The hole had been cut about one month before the accident by employees of the defendant for the purpose of repairing its gas works by putting in larger pipes, in response to a notice that the gas was inadequate. The hole was large enough to admit a man's body and about five feet deep. The evidence tends to show that after the defendant had completed the repair or enlargement of its gas pipes, it replaced the planks which had been cut from the floor in such a negligent and wholly inadequate way as to create a nuisance, a dangerous trap that was likely to cause damage to anyone entering the vestibule who was ignorant of its existence. The brother of the plaintiff and his family knew of the dangerous condition of this place in the *559 vestibule to the building, and always avoided it. They had not, however, mentioned it to the plaintiff, and she went out the evening of the accident in total ignorance of the existence of the concealed danger in her path.

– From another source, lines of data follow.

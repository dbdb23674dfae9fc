// crates/watchkeeper-actuators/src/outcome.rs
// ============================================================================
// Module: Actuator Outcomes
// Description: Uniform result shape for side-effect adapters.
// Purpose: Carry status, output, error detail, and timing for journaling.
// Dependencies: watchkeeper-core, serde, serde_json
// ============================================================================

//! ## Overview
//! Every adapter resolves to one outcome: success, error, or timeout, with
//! start and end times for the journal. Adapters never retry internally and
//! never mutate the store; the pipeline records outcomes.

// ============================================================================
// SECTION: Imports
// ============================================================================

use serde::Deserialize;
use serde::Serialize;
use serde_json::Value;
use watchkeeper_core::ReasonCode;
use watchkeeper_core::UtcMillis;

// ============================================================================
// SECTION: Outcome
// ============================================================================

/// Terminal status of one adapter invocation.
///
/// # Invariants
/// - Variants are stable for serialization and action-state mapping.
#[derive(Debug, Clone, Copy, PartialEq, Eq, Serialize, Deserialize)]
#[serde(rename_all = "snake_case")]
pub enum OutcomeStatus {
    /// Side effect applied.
    Success,
    /// Side effect failed.
    Error,
    /// Side effect did not complete within the adapter timeout.
    Timeout,
}

impl OutcomeStatus {
    /// Returns the stable wire label for the status.
    #[must_use]
    pub const fn as_str(self) -> &'static str {
        match self {
            Self::Success => "success",
            Self::Error => "error",
            Self::Timeout => "timeout",
        }
    }
}

/// Uniform adapter invocation outcome.
///
/// # Invariants
/// - `error_code` and `error_message` are present iff `status != Success`.
/// - `ended_at >= started_at`.
#[derive(Debug, Clone, PartialEq, Serialize, Deserialize)]
pub struct ActuatorOutcome {
    /// Terminal status.
    pub status: OutcomeStatus,
    /// Adapter output on success.
    pub output: Option<Value>,
    /// Stable error code on failure.
    pub error_code: Option<ReasonCode>,
    /// Human-readable failure detail.
    pub error_message: Option<String>,
    /// Invocation start time.
    pub started_at: UtcMillis,
    /// Invocation end time.
    pub ended_at: UtcMillis,
}

impl ActuatorOutcome {
    /// Builds a success outcome.
    #[must_use]
    pub const fn success(output: Option<Value>, started_at: UtcMillis, ended_at: UtcMillis) -> Self {
        Self {
            status: OutcomeStatus::Success,
            output,
            error_code: None,
            error_message: None,
            started_at,
            ended_at,
        }
    }

    /// Builds an error outcome.
    #[must_use]
    pub fn error(
        code: ReasonCode,
        message: impl Into<String>,
        started_at: UtcMillis,
        ended_at: UtcMillis,
    ) -> Self {
        Self {
            status: OutcomeStatus::Error,
            output: None,
            error_code: Some(code),
            error_message: Some(message.into()),
            started_at,
            ended_at,
        }
    }

    /// Builds a timeout outcome.
    #[must_use]
    pub fn timeout(
        message: impl Into<String>,
        started_at: UtcMillis,
        ended_at: UtcMillis,
    ) -> Self {
        Self {
            status: OutcomeStatus::Timeout,
            output: None,
            error_code: Some(ReasonCode::AdapterTimeout),
            error_message: Some(message.into()),
            started_at,
            ended_at,
        }
    }
}

// ============================================================================
// SECTION: Actuator Trait
// ============================================================================

/// Side-effect adapter invoked by the execution pipeline.
///
/// Implementations are synchronous and bounded by an adapter-specific
/// timeout; callers hop through a blocking task when dispatching from async
/// code. Retries are the caller's decision.
pub trait Actuator: Send + Sync {
    /// Invokes the side effect with the provided parameters.
    fn invoke(&self, params: &Value) -> ActuatorOutcome;
}

/// Read-only probe for the current foreground process name.
///
/// The guarded keypress adapter consults this seam instead of reading the
/// store directly.
pub trait ForegroundProbe: Send + Sync {
    /// Returns the current foreground executable name, when known.
    fn foreground(&self) -> Option<String>;
}
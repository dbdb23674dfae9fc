// crates/watchkeeper-core/src/core/condition.rs
// ============================================================================
// Module: Watchkeeper Watch Conditions
// Description: Operational mode labels and their deterministic derivation.
// Purpose: Provide the policy key computed from store facts.
// Dependencies: serde
// ============================================================================

//! ## Overview
//! The watch condition is the operational mode label used as the policy key.
//! Derivation is a pure function over three store facts: whether the game is
//! running, whether a stream is active, and whether any required capability is
//! degraded. Degradation dominates; restriction applies while streaming
//! without the game.

// ============================================================================
// SECTION: Imports
// ============================================================================

use std::fmt;

use serde::Deserialize;
use serde::Serialize;

// ============================================================================
// SECTION: Watch Condition
// ============================================================================

/// Operational mode label used as the policy key.
///
/// # Invariants
/// - Variants are stable for serialization and standing-orders lookup.
#[derive(Debug, Clone, Copy, PartialEq, Eq, Hash, Serialize, Deserialize)]
#[serde(rename_all = "SCREAMING_SNAKE_CASE")]
pub enum WatchCondition {
    /// The game is in the foreground of operations.
    Game,
    /// Nothing notable is running.
    Standby,
    /// A stream is active without the game; risky tools are narrowed.
    Restricted,
    /// A required capability is degraded or unavailable.
    Degraded,
}

impl WatchCondition {
    /// Returns the stable wire label for the condition.
    #[must_use]
    pub const fn as_str(self) -> &'static str {
        match self {
            Self::Game => "GAME",
            Self::Standby => "STANDBY",
            Self::Restricted => "RESTRICTED",
            Self::Degraded => "DEGRADED",
        }
    }

    /// Parses a stable wire label into a condition.
    #[must_use]
    pub fn parse(label: &str) -> Option<Self> {
        match label {
            "GAME" => Some(Self::Game),
            "STANDBY" => Some(Self::Standby),
            "RESTRICTED" => Some(Self::Restricted),
            "DEGRADED" => Some(Self::Degraded),
            _ => None,
        }
    }
}

impl fmt::Display for WatchCondition {
    fn fmt(&self, f: &mut fmt::Formatter<'_>) -> fmt::Result {
        f.write_str(self.as_str())
    }
}

// ============================================================================
// SECTION: Derivation
// ============================================================================

/// Facts consumed by watch-condition derivation.
///
/// # Invariants
/// - All fields are snapshots read from the store at one observation point.
#[derive(Debug, Clone, Copy, PartialEq, Eq, Serialize, Deserialize)]
pub struct ConditionFacts {
    /// Whether the game process is running.
    pub ed_running: bool,
    /// Whether a stream is active.
    pub streaming_active: bool,
    /// Whether any required capability is degraded or unavailable.
    pub degraded_services: bool,
}

/// Derives the watch condition from store facts.
#[must_use]
pub const fn derive_condition(facts: ConditionFacts) -> WatchCondition {
    if facts.degraded_services {
        return WatchCondition::Degraded;
    }
    if facts.ed_running {
        return WatchCondition::Game;
    }
    if facts.streaming_active {
        return WatchCondition::Restricted;
    }
    WatchCondition::Standby
}
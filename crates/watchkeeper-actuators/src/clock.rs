// crates/watchkeeper-actuators/src/clock.rs
// ============================================================================
// Module: Actuator Clock
// Description: Wall-clock sampling for outcome timing.
// Purpose: Stamp adapter start and end times outside the pure core.
// Dependencies: watchkeeper-core
// ============================================================================

//! ## Overview
//! Adapters stamp their own start and end times. The core stays clock-free;
//! this helper is the single wall-clock read in the actuator crate.

// ============================================================================
// SECTION: Imports
// ============================================================================

use std::time::SystemTime;
use std::time::UNIX_EPOCH;

use watchkeeper_core::UtcMillis;

// ============================================================================
// SECTION: Clock
// ============================================================================

/// Returns the current wall clock as [`UtcMillis`].
#[must_use]
pub fn now() -> UtcMillis {
    let millis = SystemTime::now()
        .duration_since(UNIX_EPOCH)
        .map(|duration| i64::try_from(duration.as_millis()).unwrap_or(i64::MAX))
        .unwrap_or(0);
    UtcMillis::from_unix_millis(millis)
}
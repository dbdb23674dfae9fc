// crates/watchkeeper-core/src/core/reason.rs
// ============================================================================
// Module: Watchkeeper Reason Codes
// Description: Closed reason-code taxonomy carried in responses and events.
// Purpose: Provide stable wire labels for validation, policy, dispatch,
//          storage, and ingest outcomes.
// Dependencies: serde
// ============================================================================

//! ## Overview
//! Every surfaced failure or policy denial carries exactly one reason code
//! from this closed taxonomy. Labels are stable wire strings; programmatic
//! consumers match on the label, not on message text.

// ============================================================================
// SECTION: Imports
// ============================================================================

use std::fmt;

use serde::Deserialize;
use serde::Serialize;

// ============================================================================
// SECTION: Reason Codes
// ============================================================================

/// Closed reason-code taxonomy.
///
/// # Invariants
/// - Variants are stable for serialization and log correlation.
#[derive(Debug, Clone, Copy, PartialEq, Eq, Hash, Serialize, Deserialize)]
#[serde(rename_all = "SCREAMING_SNAKE_CASE")]
pub enum ReasonCode {
    /// State key failed grammar or allow-list validation.
    InvalidStateKey,
    /// Request body failed closed-schema validation.
    SchemaViolation,
    /// Execute call arrived without an incident id.
    MissingIncidentId,
    /// Tool matched a deny pattern for the current condition.
    DenyExplicitlyDenied,
    /// Tool matched no allow pattern for the current condition.
    DenyNotAllowedInCondition,
    /// Foreground process requirement was not met.
    DenyForegroundMismatch,
    /// Speech confidence was below the guard threshold.
    DenyLowSttConfidence,
    /// Rolling rate limit was exceeded.
    DenyRateLimit,
    /// Confirmation guard requires a valid confirm token.
    DenyNeedsConfirmation,
    /// Confirmation token was presented after its deadline.
    ConfirmExpired,
    /// Confirmation token is unknown or already consumed.
    ConfirmTokenUnknown,
    /// Global actuator kill-switch is off.
    ActuatorsDisabled,
    /// Keypress kill-switch is off.
    KeypressDisabled,
    /// Tool name has no registered actuator binding.
    ToolNotImplemented,
    /// Actuator did not complete within its timeout.
    AdapterTimeout,
    /// Actuator reported a failure.
    AdapterError,
    /// Event id already exists in the append-only log.
    DuplicateEventId,
    /// Store is unavailable for reads or writes.
    StoreUnavailable,
    /// Doorbell packet failed to parse (logged, not surfaced).
    DoorbellMalformed,
    /// Variable bridge API could not be reached.
    BridgeUnreachable,
}

impl ReasonCode {
    /// Returns the stable wire label for the reason code.
    #[must_use]
    pub const fn as_str(self) -> &'static str {
        match self {
            Self::InvalidStateKey => "INVALID_STATE_KEY",
            Self::SchemaViolation => "SCHEMA_VIOLATION",
            Self::MissingIncidentId => "MISSING_INCIDENT_ID",
            Self::DenyExplicitlyDenied => "DENY_EXPLICITLY_DENIED",
            Self::DenyNotAllowedInCondition => "DENY_NOT_ALLOWED_IN_CONDITION",
            Self::DenyForegroundMismatch => "DENY_FOREGROUND_MISMATCH",
            Self::DenyLowSttConfidence => "DENY_LOW_STT_CONFIDENCE",
            Self::DenyRateLimit => "DENY_RATE_LIMIT",
            Self::DenyNeedsConfirmation => "DENY_NEEDS_CONFIRMATION",
            Self::ConfirmExpired => "CONFIRM_EXPIRED",
            Self::ConfirmTokenUnknown => "CONFIRM_TOKEN_UNKNOWN",
            Self::ActuatorsDisabled => "ACTUATORS_DISABLED",
            Self::KeypressDisabled => "KEYPRESS_DISABLED",
            Self::ToolNotImplemented => "TOOL_NOT_IMPLEMENTED",
            Self::AdapterTimeout => "ADAPTER_TIMEOUT",
            Self::AdapterError => "ADAPTER_ERROR",
            Self::DuplicateEventId => "DUPLICATE_EVENT_ID",
            Self::StoreUnavailable => "STORE_UNAVAILABLE",
            Self::DoorbellMalformed => "DOORBELL_MALFORMED",
            Self::BridgeUnreachable => "BRIDGE_UNREACHABLE",
        }
    }

    /// Returns true when the code is a policy denial (expected outcome, not a fault).
    #[must_use]
    pub const fn is_policy_denial(self) -> bool {
        matches!(
            self,
            Self::DenyExplicitlyDenied
                | Self::DenyNotAllowedInCondition
                | Self::DenyForegroundMismatch
                | Self::DenyLowSttConfidence
                | Self::DenyRateLimit
                | Self::DenyNeedsConfirmation
        )
    }
}

impl fmt::Display for ReasonCode {
    fn fmt(&self, f: &mut fmt::Formatter<'_>) -> fmt::Result {
        f.write_str(self.as_str())
    }
}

Upon the evidence adduced the jury found for the plaintiff, and the court gave judgment accordingly.

That the case was fairly submitted to the jury and no objection made to the admission of evidence or to the quantum of damages, is not questioned. The defendant company, in its petition for a writ of error, states its single assignment of error as follows: "The error assigned in this case is that the court below erred in overruling the motion of the defendant to set aside the verdict of the jury on the ground that it was contrary to the law and the evidence, in that the evidence fails to disclose any negligence on the part of the defendant company which was the proximate cause of the plaintiff's injury, and fails to disclose any legal duty on the part of the defendant to the plaintiff which could be the cause of action in this case." The defendant then adds this concession: "It is conceded that if the plaintiff had fallen into the hole cut by the City Gas Company, while the City Gas Company was working on the premises, or had fallen into the hole immediately after the City Gas Company had finished the work, and before the owner or occupant could have made the vestibule safe, the City Gas Company would be responsible. If such had been the facts, the case would have been within the doctrine that the law imposes on a person engaged in the prosecution of any work an obligation to perform it in such a manner as not to endanger the lives or persons of others."

It does not appear who was the owner of the property. So far as the record shows the defendant company alone exercised any control of the premises. It entered the same of its own volition and cut the hole in the vestibule for its own benefit, and is presumed to have left it in its unsafe condition for some reason of its own. The work done by the company upon its *560 appliances for conducting gas into the building was not under any agreement with the owner, but in the exercise of a right which the law gave the company as a public service corporation to enter premises, either public or private, for the maintenance or repair of its works. Hence its duty to restore the vestibule to the safe condition it was in before the hole therein was cut.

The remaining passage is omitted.